Scott Joplin’s Maple Leaf Rag was his first published rag, and still one of his most popular compositions. Our new critical performing edition, edited by James Olsen and Elliott Park, is underpinned by the highest standards of musicological scholarship, and presents the musical text in clear, crisp print. It is accompanied by an historical note, an explanation of the sources used to produce the edition, and a detailed critical commentary. Printed on high-quality paper, it is robust enough to endure years of use.
You can read more about the editorial principles underlying our production of critical performing editions here.
Twenty-five dollars. That is how much money Scott Joplin (c.1868–1917) received for his first published piano rag in 1899 (Berlin 2013). Thankfully for him, he subsequently instructed a lawyer, as his next publication, the Maple Leaf Rag, had sold around half a million copies by 1909 (Berlin 2013). Even though it was rejected by an earlier publisher for fear that the music’s difficulty might ‘hinder sales’ (Reed 1975: 270), it turned out to be a huge success when taken on by American publisher John Stark & Sons, and ‘catapulted the composer to eventual worldwide fame’ (Reed 1975: 270). The Maple Leaf Club, where Joplin worked as pianist between 1898 and 1899 and after which the piece was named, also benefitted from the rag’s acclaim (Berlin 2013).
As well as promoting one of Missouri’s ‘black social clubs’ (Meacham 2016), Joplin has been praised for contributing to the ‘preservation of black rhythm’: Stewart and Duran claim that, through the use of elements of African American folk music such as pentatonicism and antiphony, Joplin ‘sought to create an African American musical expression that would be predicated upon an African American vernacular style—ragtime’ (Stewart and Duran 2007: 95–7). The syncopated rhythms used in ragtime were influential in other genres, adding ‘spice and topical appeal’ to American popular music (Hamm et al. 2014).
The popularity of Joplin’s music receded in the early twentieth century, but the Maple Leaf Rag was an exception after it was ‘absorbed into the jazz repertory’ (Berlin 2013).
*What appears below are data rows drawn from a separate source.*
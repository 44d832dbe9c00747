// Copyright (C) 2026 Fred Clausen
// Use of this source code is governed by an MIT-style
// license that can be found in the LICENSE file or at
// https://opensource.org/licenses/MIT.

//! API boundary layer for the Crewboard scheduling board.
//!
//! Handlers translate boundary DTOs into core submissions, run them
//! against the schedule store, and hand back the response together
//! with the reconciled board state. Errors never leak domain or store
//! types across the boundary; they are translated into `ApiError`.

#![deny(
    clippy::pedantic,
    clippy::cargo,
    clippy::nursery,
    clippy::style,
    clippy::correctness,
    clippy::all
)]

mod confirm;
mod error;
mod handlers;
mod request_response;

#[cfg(test)]
mod tests;

pub use confirm::{AutoApprove, ConfirmationGate};
pub use error::{ApiError, translate_core_error, translate_domain_error};
pub use handlers::{
    ApiResult, delete_scheduled_job, list_active_jobs, load_board, schedule_job, update_schedule,
};
pub use request_response::{
    DateRangeRequest, DeleteScheduledJobRequest, DeleteScheduledJobResponse, ListActiveJobsResponse,
    LoadBoardResponse, ScheduleJobRequest, ScheduleJobResponse, UpdateScheduleRequest,
    UpdateScheduleResponse,
};
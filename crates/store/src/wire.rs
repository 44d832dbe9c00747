// Copyright (C) 2026 Fred Clausen
// Use of this source code is governed by an MIT-style
// license that can be found in the LICENSE file or at
// https://opensource.org/licenses/MIT.

//! Wire representation of stored schedule records.
//!
//! Records travel as JSON in the loose shape the original service API
//! produced. Outbound, the canonical domain types serialize directly.
//! Inbound, every per-date entry comes back through the normalizer, so
//! legacy shapes (single-object operator fields, text counts) are
//! upgraded on read instead of being rejected.

use crewboard_domain::{DomainError, Job, RawDateInput, ScheduledDate, ScheduledJob, normalize};
use serde::Deserialize;

/// A scheduled-job record as read back from the wire.
#[derive(Debug, Clone, Deserialize)]
#[serde(rename_all = "camelCase")]
pub struct ScheduledJobRecord {
    /// The record identifier assigned by the store.
    pub id: i64,
    /// The job this schedule belongs to.
    pub job: Job,
    /// Raw per-date entries, upgraded via the normalizer.
    #[serde(default)]
    pub dates: Vec<RawDateInput>,
}

impl ScheduledJobRecord {
    /// Upgrades this wire record into the canonical aggregate.
    ///
    /// # Errors
    ///
    /// Returns an error if any entry fails normalization or two
    /// entries share a calendar day.
    pub fn into_scheduled_job(self) -> Result<ScheduledJob, DomainError> {
        let dates: Vec<ScheduledDate> = self
            .dates
            .iter()
            .map(normalize)
            .collect::<Result<Vec<ScheduledDate>, DomainError>>()?;
        ScheduledJob::new(self.id, self.job, dates)
    }
}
Though strongly related to the popular music of ragtime and famous among jazz musicians, this piece, as with Joplin’s other rags, has been regarded by some commentators as classical in nature, and not to be used as a ‘vehicle for improvisation’ (Berlin 2013). A large-scale revival of Joplin’s works began in the 1970s, sparked by the New York Public Library’s publication of The Collected Works of Scott Joplin, and Joshua Rifkin’s 1970 recording Piano Rags by Scott Joplin. Thanks to this publicity, Joplin’s music is still heard today on TV, radio, and even sounding from ice cream vans. Despite calls for ‘faithful renditions of his scores’, the Maple Leaf Rag is the ‘most imitated rag of the period’ and made a significant contribution to Joplin’s title of ‘ragtime’s greatest exponent’ (Berlin 2013).
No manuscript of this piece survives, as is the case for almost all works by Joplin (Bolcom 1972: 147). The first edition of Joplin’s Maple Leaf Rag was published in 1899 by John Stark & Sons (St. Louis and New York). A reprint of the 1899 edition dating from 1911, but identical to the 1899 edition other than for the cover, is held at the Library of Congress (M31.J case). Joplin had a personal relationship with Stark’s publishing company (Berlin 2013) and, according to William Bolcom, ‘did not benefit or suffer from much editorial supervision’, with the result that ‘we can be fairly sure that, in the main—except for mistakes—Joplin’s music was printed more or less as he wrote it’ (1972: 149). No existing scholarship has cast doubt on the reliability of the 1899 source. For these reasons, we have based our edition on the 1899 edition.
Berlin, Edward. A. 2013. ‘Joplin, Scott’, in Grove Music Online <https://doi.org/10.1093/gmo/9781561592630.article.A2253061>.
Bolcom, William. 1972. ‘Ragtime Revival: The Collected Works of Scott Joplin’, Anuario Interamericano de Investigacion Musical, 8, 147–61.
Hamm, Charles, Robert Walser, Jacqueline Warwick and Charles Hiroshi Garrett. 2014. ‘Popular Music’, in Grove Music Online <https://doi.org/10.1093/gmo/9781561592630.article.A2259148>.
Meacham, Matt. 2016. ‘Missouri Valley’, in Grove Music Online <https://doi.org/10.1093/gmo/9781561592630.article.A2292404>>.
Reed, Addison W. 1975. ‘Scott Joplin, Pioneer’, The Black Perspective in Music, 3(1), 45–52. https://doi.org/10.2307/1214379
Stewart, Earl, and Jane Duran. 2007. ‘Scott Joplin and the Quest for Identity’, Journal of Aesthetic Education, 41(2), 94–9.